The woman accused of involvement in the theft of Nancy Pelosi's laptop during the Capitol riots, pictured here on January 6 in Washington, DC, is released to home confinement. By Sonia Moghe, CNN

(CNN) -- A Pennsylvania woman who is accused of being involved in the theft of a laptop from House Speaker Nancy Pelosi's office during the Capitol riot was released from federal custody to home confinement on Thursday.

Riley Williams, 22, of Harrisburg, Pennsylvania, has been charged with violent entry or disorderly conduct, entering the restricted space of the Capitol, obstructing or impeding an official proceeding as well as aiding and abetting the theft of government property. She was arrested on Monday.

She will remain at home with electronic monitoring, is ordered not to communicate with possible co-defendants and has travel restrictions.

In an amended court filing, prosecutors allege that Williams appears to have filmed a gloved hand lifting a laptop off a table in the Capitol on January 6. Authorities do not allege that she stole the device.

"There is text across the video clip that reads: 'they got the laptop.' Given how loud Williams' voice is, it seems likely that she was the one holding the cell phone camera," an FBI special agent wrote in an affidavit, referring to a video seen by investigators.

Lori Ulrich, Williams' attorney, said in court that the allegations brought forth against her client were by an ex-boyfriend and are "overstated."

"It is regrettable that Ms. Williams took the President's bait and went inside the Capitol. However, based on our initial investigation and preparation for today, it is our position that the allegations surrounding the theft of Speaker Pelosi's computer came in part from a former abusive boyfriend," Ulrich said. "He has threatened Ms. Williams in a number of ways."

Pelosi confirmed the laptop theft during an interview on MSNBC on Tuesday, calling it "a violation not only of my office but of my connection to my constituents."

"That happened to be one that we use for Zooms and stuff like that, I think. I don't know what other information could be on there, but that person doesn't know, and they would jeopardize all kinds of information," Pelosi said.

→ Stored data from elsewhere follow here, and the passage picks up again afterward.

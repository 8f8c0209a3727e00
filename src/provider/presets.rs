//! Descriptors for well-known providers.
//!
//! Each preset fills in endpoints, body encoding, and the profile id pointer; hosts supply
//! credentials and scopes. The returned descriptors are ordinary values and can be paired with
//! any strategy, although [`twitter`] only makes sense with [`twitter_strategy`].

// self
use crate::{
	_prelude::*,
	auth::{ProviderId, ScopeSpec},
	error::ConfigError,
	oauth1::OAuth1Strategy,
	provider::{BodyEncoding, ProviderDescriptor, ProviderDescriptorBuilder},
	store::TemporaryCredentialStore,
};

const TWITTER_REQUEST_TOKEN_URL: &str = "https://api.twitter.com/oauth/request_token";

/// Google: form-encoded exchanges and `access_type=offline` so refresh tokens are issued.
pub fn google(
	client_id: impl Into<String>,
	client_secret: impl Into<String>,
	scopes: impl Into<ScopeSpec>,
) -> Result<ProviderDescriptor> {
	finish(ProviderDescriptor::builder(provider_id("google")?)
		.client_id(client_id)
		.client_secret(client_secret)
		.authorization_endpoint(endpoint(
			"authorization",
			"https://accounts.google.com/o/oauth2/v2/auth",
		)?)
		.token_endpoint(endpoint("token", "https://www.googleapis.com/oauth2/v4/token")?)
		.profile_endpoint(endpoint("profile", "https://www.googleapis.com/oauth2/v1/userinfo")?)
		.profile_id_pointer("/id")
		.scopes(scopes)
		.query_param("access_type", "offline")
		.encoding(BodyEncoding::FormUrlencoded)
	)
}

/// Discord: form-encoded exchanges.
pub fn discord(
	client_id: impl Into<String>,
	client_secret: impl Into<String>,
	scopes: impl Into<ScopeSpec>,
) -> Result<ProviderDescriptor> {
	finish(ProviderDescriptor::builder(provider_id("discord")?)
		.client_id(client_id)
		.client_secret(client_secret)
		.authorization_endpoint(endpoint(
			"authorization",
			"https://discord.com/api/oauth2/authorize",
		)?)
		.token_endpoint(endpoint("token", "https://discord.com/api/oauth2/token")?)
		.profile_endpoint(endpoint("profile", "https://discord.com/api/users/@me")?)
		.profile_id_pointer("/id")
		.scopes(scopes)
		.encoding(BodyEncoding::FormUrlencoded)
	)
}

/// Twitch: JSON exchanges, no profile endpoint.
pub fn twitch(
	client_id: impl Into<String>,
	client_secret: impl Into<String>,
	scopes: impl Into<ScopeSpec>,
) -> Result<ProviderDescriptor> {
	finish(ProviderDescriptor::builder(provider_id("twitch")?)
		.client_id(client_id)
		.client_secret(client_secret)
		.authorization_endpoint(endpoint("authorization", "https://id.twitch.tv/oauth2/authorize")?)
		.token_endpoint(endpoint("token", "https://id.twitch.tv/oauth2/token")?)
		.scopes(scopes)
	)
}

/// Picarto: JSON exchanges; the user id sits under `channel_details`.
pub fn picarto(
	client_id: impl Into<String>,
	client_secret: impl Into<String>,
	scopes: impl Into<ScopeSpec>,
) -> Result<ProviderDescriptor> {
	finish(ProviderDescriptor::builder(provider_id("picarto")?)
		.client_id(client_id)
		.client_secret(client_secret)
		.authorization_endpoint(endpoint("authorization", "https://oauth.picarto.tv/authorize")?)
		.token_endpoint(endpoint("token", "https://oauth.picarto.tv/token")?)
		.profile_endpoint(endpoint("profile", "https://api.picarto.tv/v1/user")?)
		.profile_id_pointer("/channel_details/user_id")
		.scopes(scopes)
	)
}

/// Mixer: JSON exchanges.
pub fn mixer(
	client_id: impl Into<String>,
	client_secret: impl Into<String>,
	scopes: impl Into<ScopeSpec>,
) -> Result<ProviderDescriptor> {
	finish(ProviderDescriptor::builder(provider_id("mixer")?)
		.client_id(client_id)
		.client_secret(client_secret)
		.authorization_endpoint(endpoint("authorization", "https://mixer.com/oauth/authorize")?)
		.token_endpoint(endpoint("token", "https://mixer.com/api/v1/oauth/token")?)
		.profile_endpoint(endpoint("profile", "https://mixer.com/api/v1/users/current")?)
		.profile_id_pointer("/id")
		.scopes(scopes)
	)
}

/// Microsoft identity platform for `tenant` (`common`, `organizations`, or a tenant id).
pub fn microsoft(
	tenant: &str,
	client_id: impl Into<String>,
	client_secret: impl Into<String>,
	scopes: impl Into<ScopeSpec>,
) -> Result<ProviderDescriptor> {
	let base = format!("https://login.microsoftonline.com/{tenant}/oauth2/v2.0");

	finish(ProviderDescriptor::builder(provider_id("microsoft")?)
		.client_id(client_id)
		.client_secret(client_secret)
		.authorization_endpoint(endpoint("authorization", &format!("{base}/authorize"))?)
		.token_endpoint(endpoint("token", &format!("{base}/token"))?)
		.profile_endpoint(endpoint("profile", "https://graph.microsoft.com/v1.0/me/")?)
		.profile_id_pointer("/id")
		.scopes(scopes)
		.encoding(BodyEncoding::FormUrlencoded)
	)
}

/// Twitter OAuth 1.0a: the token endpoint is the access-token endpoint.
pub fn twitter(
	consumer_key: impl Into<String>,
	consumer_secret: impl Into<String>,
) -> Result<ProviderDescriptor> {
	finish(ProviderDescriptor::builder(provider_id("twitter")?)
		.client_id(consumer_key)
		.client_secret(consumer_secret)
		.authorization_endpoint(endpoint(
			"authorization",
			"https://api.twitter.com/oauth/authenticate",
		)?)
		.token_endpoint(endpoint("token", "https://api.twitter.com/oauth/access_token")?)
		.profile_endpoint(endpoint(
			"profile",
			"https://api.twitter.com/1.1/account/verify_credentials.json",
		)?)
		.profile_id_pointer("/id_str")
		.encoding(BodyEncoding::FormUrlencoded)
	)
}

/// OAuth 1.0a strategy for [`twitter`], requesting write access.
pub fn twitter_strategy(store: Arc<dyn TemporaryCredentialStore>) -> Result<OAuth1Strategy> {
	Ok(OAuth1Strategy::new(endpoint("request_token", TWITTER_REQUEST_TOKEN_URL)?, store)
		.request_token_param("x_auth_access_type", "write"))
}

fn finish(builder: ProviderDescriptorBuilder) -> Result<ProviderDescriptor> {
	builder.build().map_err(|e| ConfigError::from(e).into())
}

fn provider_id(name: &str) -> Result<ProviderId> {
	ProviderId::new(name).map_err(|e| ConfigError::from(e).into())
}

fn endpoint(field: &'static str, raw: &str) -> Result<Url> {
	Url::parse(raw).map_err(|source| ConfigError::InvalidUrl { field, source }.into())
}

#[cfg(test)]
mod tests {
	// self
	use super::*;
	use crate::{auth::ScopeSet, store::MemoryCredentialStore};

	#[test]
	fn presets_build() {
		let scopes = ScopeSet::new(["email"]).expect("Scopes should be valid.");
		let google = google("cid", "secret", scopes.clone()).expect("Google preset should build.");

		assert_eq!(google.name(), "google");
		assert_eq!(google.encoding, BodyEncoding::FormUrlencoded);
		assert_eq!(google.query.get("access_type").map(String::as_str), Some("offline"));

		discord("cid", "secret", scopes.clone()).expect("Discord preset should build.");
		twitch("cid", "secret", scopes.clone()).expect("Twitch preset should build.");
		twitter("key", "secret").expect("Twitter preset should build.");
		twitter_strategy(Arc::new(MemoryCredentialStore::new()))
			.expect("Twitter strategy should build.");
	}

	#[test]
	fn streaming_presets_use_json_exchanges_and_locate_profile_ids() {
		let scopes = ScopeSet::new(["user:read"]).expect("Scopes should be valid.");
		let picarto =
			picarto("cid", "secret", scopes.clone()).expect("Picarto preset should build.");
		let mixer = mixer("cid", "secret", scopes).expect("Mixer preset should build.");

		assert_eq!(picarto.name(), "picarto");
		assert_eq!(picarto.encoding, BodyEncoding::Json);
		assert_eq!(picarto.endpoints.token.as_str(), "https://oauth.picarto.tv/token");
		assert_eq!(
			picarto.endpoints.profile.as_ref().map(Url::as_str),
			Some("https://api.picarto.tv/v1/user")
		);
		assert_eq!(picarto.profile_id_pointer.as_deref(), Some("/channel_details/user_id"));
		assert_eq!(mixer.name(), "mixer");
		assert_eq!(mixer.encoding, BodyEncoding::Json);
		assert_eq!(mixer.endpoints.authorization.as_str(), "https://mixer.com/oauth/authorize");
		assert_eq!(
			mixer.endpoints.profile.as_ref().map(Url::as_str),
			Some("https://mixer.com/api/v1/users/current")
		);
		assert_eq!(mixer.profile_id_pointer.as_deref(), Some("/id"));
	}

	#[test]
	fn microsoft_urls_are_tenant_scoped() {
		let descriptor = microsoft("contoso", "cid", "secret", ScopeSpec::default())
			.expect("Microsoft preset should build.");

		assert_eq!(
			descriptor.endpoints.token.as_str(),
			"https://login.microsoftonline.com/contoso/oauth2/v2.0/token"
		);
	}
}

In announcing the decision to release Williams from federal custody on Thursday, Magistrate Judge Martin C. Carlson said she was being released "because the Constitution has prevailed" and blasted her alleged actions as "antithetical" to constitutional values.

"We know now that the mob failed and the Constitution prevailed. The Constitution prevailed ... because Congress, stepping over the wreckage of its Capitol, met and confirmed with the vice president of the United States the vote of the Electoral College, setting the stage for the latest peaceful transition of power yesterday," the judge said.